Семейная арифметика: от единицы к троице, или Другие: от ада к раю
«Ад — это другие» (Жан-Поль Сартр).
«Между Троицей и адом нет никакого иного выбора» (Священник Павел Флоренский).
«Когда вы сами любите другого человека, ваше отношение к нему — это его шанс быть тем, что вы в нем иллюзорно видите, — быть лучше. В этом случае жизнь не превращается в ад» (М. К. Мамардашвилли).
Кому большую конфету?
Помните, лукавый Карлсон взял себе самую большую конфету, мотивируя свое право на неё тем, что если бы Малыш первым выбирал, то ни в коем случае не взял бы лучшее, а раз так, то ему, Малышу, достается маленькая конфета, которую он сам и выбрал бы. Примерно так нередко ведем себя и мы, когда нас не видят посторонние, то есть — в семье. Мы просто не думаем о том, что наше поведение — не только наше, потому что своим поведением мы создаем не только себя, но и ближнего.
Пример? Пожалуйста! Если вы решаетесь вылавливать в свою тарелку всё мясо из супа, то не удивляйтесь, что ваши ближние сделают то же самое, даже если раньше не были склонны к такому самоугождению. Если вы спешите первым съесть все вкусности в доме, не заботясь об интересах других членов семьи, рано или поздно другие съедят вкусность без вас, не донося её до дома, или же спрячут понадёжней, так что вам найти ее просто не удастся. Действие, как известно, равно противодействию, так что не считаться с интересами других — невыгодно.
Ради предотвращения недоразумений на этой почве в семьях принято делить сладости поровну на всех. Сразу. А уж потом каждый распоряжается своей долей как хочет. Бывает, конечно, что некоторые члены семьи норовят поступить по принципу: сначала мы съедим твоё, а потом каждый будет есть своё, но за такое можно хорошенько получить, так что этот случай мы рассматривать не будем. Делить всё поровну — разумно, особенно когда чего-то вкусного или крайне нужного (как кусочек хлеба в голод) мало.
Но если мы не так уж сильно ограничены в количестве вкусного и средствах, то КРАСИВЕЕ будет поступить иначе. Принесли, к примеру, торт. Поделить его на равные части всем членам семьи на самом деле не так уж честно. Во-первых, есть разница в возрасте, весе и росте, которая определяет разную потребность организмов, во-вторых, есть те или иные вкусовые предпочтения членов семьи, то есть кому-то этот торт намного более нужен, чем, скажем, мне. Потому правильнее, если каждый съест столько, сколько ему нужно, но при этом будет помнить о нуждах других членов семьи и не съест больше, чем позволяет СОВЕСТЬ. Да, это уже более высокий уровень межличностных отношений, который заставляет работать нашу совесть.

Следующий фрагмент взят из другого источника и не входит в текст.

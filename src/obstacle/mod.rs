//! Obstacle detection for candidate label footprints.
//!
//! [`ObstacleDetector::get_overlaps`] bounds a query box, asks the spatial
//! index for nearby entries, runs each through an admission [`FilterChain`],
//! and classifies the survivors into an [`ObstacleOverlapSummary`]. Each
//! obstacle category is tested against the query inflated by its own buffer,
//! so the reported shifts clear the clearance as well as the obstacle.

pub mod filter;
pub mod index;
pub mod overlap;
pub mod summary;

pub use filter::{AdmissionFilter, FilterChain, HiddenLayerFilter, OwnLabelFilter, SelfOverlapFilter};
pub use index::{EntryId, GridIndex, IndexEntry, ObstacleIndex, OwnerKind, OwnerRef, Shape};
pub use overlap::{Crossing, Fragment, ObstacleKind, ObstacleOverlap, OverlapGeometry, Shifts};
pub use summary::ObstacleOverlapSummary;

use crate::error::{PlacementError, Result};
use crate::geometry::{Point, QueryRect, Rect};
use crate::model::FeatureId;
use summary::NeatlineAxis;
use tracing::{debug, trace};

bitflags::bitflags! {
    /// Obstacle categories to test, plus query behaviour switches.
    #[derive(Debug, Clone, Copy, PartialEq, Eq, Hash, Default)]
    pub struct ObstacleFlags: u8 {
        const AREA_FEATURES = 1 << 0;
        const LINE_FEATURES = 1 << 1;
        const POINT_FEATURES = 1 << 2;
        /// Placed label text and symbols.
        const PLACED_TEXT = 1 << 3;
        const LEADERS = 1 << 4;
        /// Return after the first admitted obstacle; the summary is marked incomplete.
        const STOP_AT_FIRST = 1 << 5;
        const ALL_OBSTACLES = Self::AREA_FEATURES.bits()
            | Self::LINE_FEATURES.bits()
            | Self::POINT_FEATURES.bits()
            | Self::PLACED_TEXT.bits()
            | Self::LEADERS.bits();
    }
}

impl ObstacleFlags {
    pub fn tests(self, kind: ObstacleKind) -> bool {
        let flag = match kind {
            ObstacleKind::Area => ObstacleFlags::AREA_FEATURES,
            ObstacleKind::Line => ObstacleFlags::LINE_FEATURES,
            ObstacleKind::Point => ObstacleFlags::POINT_FEATURES,
            ObstacleKind::Text => ObstacleFlags::PLACED_TEXT,
            ObstacleKind::Leader => ObstacleFlags::LEADERS,
        };
        self.contains(flag)
    }
}

/// Clearances required between a label and each obstacle category.
#[derive(Debug, Clone, Copy, PartialEq, Default)]
pub struct Buffers {
    pub feature: f64,
    pub label: f64,
    pub leader: f64,
}

impl Buffers {
    pub fn for_kind(&self, kind: ObstacleKind) -> f64 {
        let buffer = match kind {
            ObstacleKind::Area | ObstacleKind::Line | ObstacleKind::Point => self.feature,
            ObstacleKind::Text => self.label,
            ObstacleKind::Leader => self.leader,
        };
        buffer.max(0.0)
    }

    fn widest(&self) -> f64 {
        self.feature.max(self.label).max(self.leader).max(0.0)
    }
}

/// Everything a query reads besides the footprint itself.
pub struct SpatialContext<'a, I: ObstacleIndex + ?Sized> {
    pub index: &'a I,
    pub neatline: Option<Rect>,
    pub buffers: Buffers,
}

impl<I: ObstacleIndex + ?Sized> Clone for SpatialContext<'_, I> {
    fn clone(&self) -> Self {
        *self
    }
}

impl<I: ObstacleIndex + ?Sized> Copy for SpatialContext<'_, I> {}

#[derive(Debug, Clone, Copy, Default, PartialEq, Eq)]
pub struct DetectorStats {
    pub queries: u64,
    pub index_hits: u64,
    pub vetoed: u64,
    pub overlaps: u64,
}

#[derive(Debug, Default)]
pub struct ObstacleDetector {
    stats: DetectorStats,
}

impl ObstacleDetector {
    pub fn new() -> Self {
        Self::default()
    }

    pub fn stats(&self) -> DetectorStats {
        self.stats
    }

    /// Collects every obstacle colliding with `query`.
    ///
    /// `labeled` is the feature being labeled; collisions with it are marked so
    /// self-overlap can be tolerated or reported separately. A fully obstructed
    /// candidate is a normal result. Errors only report allocation failure, in
    /// which case no partial summary is returned.
    pub fn get_overlaps<I>(
        &mut self,
        query: &QueryRect,
        labeled: Option<FeatureId>,
        chain: Option<&FilterChain<'_>>,
        ctx: &SpatialContext<'_, I>,
        flags: ObstacleFlags,
    ) -> Result<ObstacleOverlapSummary>
    where
        I: ObstacleIndex + ?Sized,
    {
        self.stats.queries += 1;
        let mut summary = ObstacleOverlapSummary::new(*query);
        let envelope = query.inflate(ctx.buffers.widest()).envelope();

        for (id, entry) in ctx.index.query(&envelope)? {
            self.stats.index_hits += 1;
            let kind = ObstacleKind::from(entry.kind);
            if !flags.tests(kind) {
                continue;
            }
            let buffered = query.inflate(ctx.buffers.for_kind(kind));
            if let Some(chain) = chain {
                if !chain.admits(entry, &buffered) {
                    self.stats.vetoed += 1;
                    trace!(?id, ?kind, "obstacle vetoed by admission filter");
                    continue;
                }
            }
            let fragments = overlap::collide(&entry.shape, &buffered)?;
            if fragments.is_empty() {
                continue;
            }
            let labeled_feature = matches!(
                (entry.owner, labeled),
                (OwnerRef::Feature(owner), Some(feature)) if owner == feature
            );
            let mut hit = ObstacleOverlap::new(kind, entry.owner, id, labeled_feature);
            for fragment in fragments {
                hit.push_geometry(OverlapGeometry::new(fragment, &buffered))?;
            }
            trace!(?id, ?kind, labeled_feature, shifts = ?hit.shifts(), "obstacle admitted");
            summary.add(hit)?;
            self.stats.overlaps += 1;
            if flags.contains(ObstacleFlags::STOP_AT_FIRST) {
                summary.mark_incomplete();
                break;
            }
        }

        if let Some(neatline) = ctx.neatline {
            let (x, y) = neatline_axes(query, &neatline);
            summary.set_neatline(x, y);
        }
        debug!(
            overlapping = summary.is_overlapping(),
            count = summary.overlap_count(),
            complete = summary.is_complete(),
            "obstacle query finished"
        );
        Ok(summary)
    }

    /// Runs one query per part of a multi-part label and merges the results
    /// into a single summary. All parts must share a rotation.
    pub fn get_overlaps_for_parts<I>(
        &mut self,
        parts: &[QueryRect],
        labeled: Option<FeatureId>,
        chain: Option<&FilterChain<'_>>,
        ctx: &SpatialContext<'_, I>,
        flags: ObstacleFlags,
    ) -> Result<ObstacleOverlapSummary>
    where
        I: ObstacleIndex + ?Sized,
    {
        let Some((first, rest)) = parts.split_first() else {
            return Err(PlacementError::IllegalOperation(
                "multi-part query without parts".into(),
            ));
        };
        let mut summary = self.get_overlaps(first, labeled, chain, ctx, flags)?;
        for part in rest {
            if flags.contains(ObstacleFlags::STOP_AT_FIRST) && summary.is_overlapping() {
                summary.mark_incomplete();
                break;
            }
            let child = self.get_overlaps(part, labeled, chain, ctx, flags)?;
            summary.absorb(child)?;
        }
        Ok(summary)
    }
}

const AXIS_EPS: f64 = 1e-12;

/// Feasible travel along each of the box's axes that keeps every corner
/// inside the neatline. Constraints perpendicular to an axis are left to
/// the other axis.
fn neatline_axes(query: &QueryRect, neatline: &Rect) -> (NeatlineAxis, NeatlineAxis) {
    let corners = query.corners();
    (
        neatline_axis(&corners, query.axis_x(), neatline),
        neatline_axis(&corners, query.axis_y(), neatline),
    )
}

fn neatline_axis(corners: &[Point; 4], dir: Point, neatline: &Rect) -> NeatlineAxis {
    let mut lo = f64::NEG_INFINITY;
    let mut hi = f64::INFINITY;
    for c in corners {
        for (d, pos, min, max) in [
            (dir.x, c.x, neatline.min_x, neatline.max_x),
            (dir.y, c.y, neatline.min_y, neatline.max_y),
        ] {
            if d.abs() <= AXIS_EPS {
                continue;
            }
            let t1 = (min - pos) / d;
            let t2 = (max - pos) / d;
            lo = lo.max(t1.min(t2));
            hi = hi.min(t1.max(t2));
        }
    }
    let shift = if lo > 0.0 {
        lo
    } else if hi < 0.0 {
        hi
    } else {
        0.0
    };
    NeatlineAxis {
        shift,
        room_forward: hi,
        room_backward: -lo,
        overflow: lo > hi + 1e-9,
    }
}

Так, попивая чаек с конфетами и тортом, мы приближаемся к теме «Ад — это другие». Ведь и правда, если бы Карлсон ел конфеты в одиночку, то ему не пришлось бы даже выбирать: он просто умял бы обе конфетки сам и чувствовал бы себя великолепно. Присутствие другого — Малыша — заставило его понервничать. Вот он — ад! С другим приходится считаться и делиться! Другой лишает меня не только лишней конфеты, но и свободы — свободы не выбирать между мной хорошим и мной плохим. Уж не говоря о том, что другой лишает меня свободы не думать о том, как я выгляжу со стороны и что он подумает обо мне. Собственно, об этом и хотел предупредить нас Жан-Поль Сартр — мыслитель-экзистенциалист, то есть тот, кто осмысляет жизнь как она есть. И не согласиться с ним сложно.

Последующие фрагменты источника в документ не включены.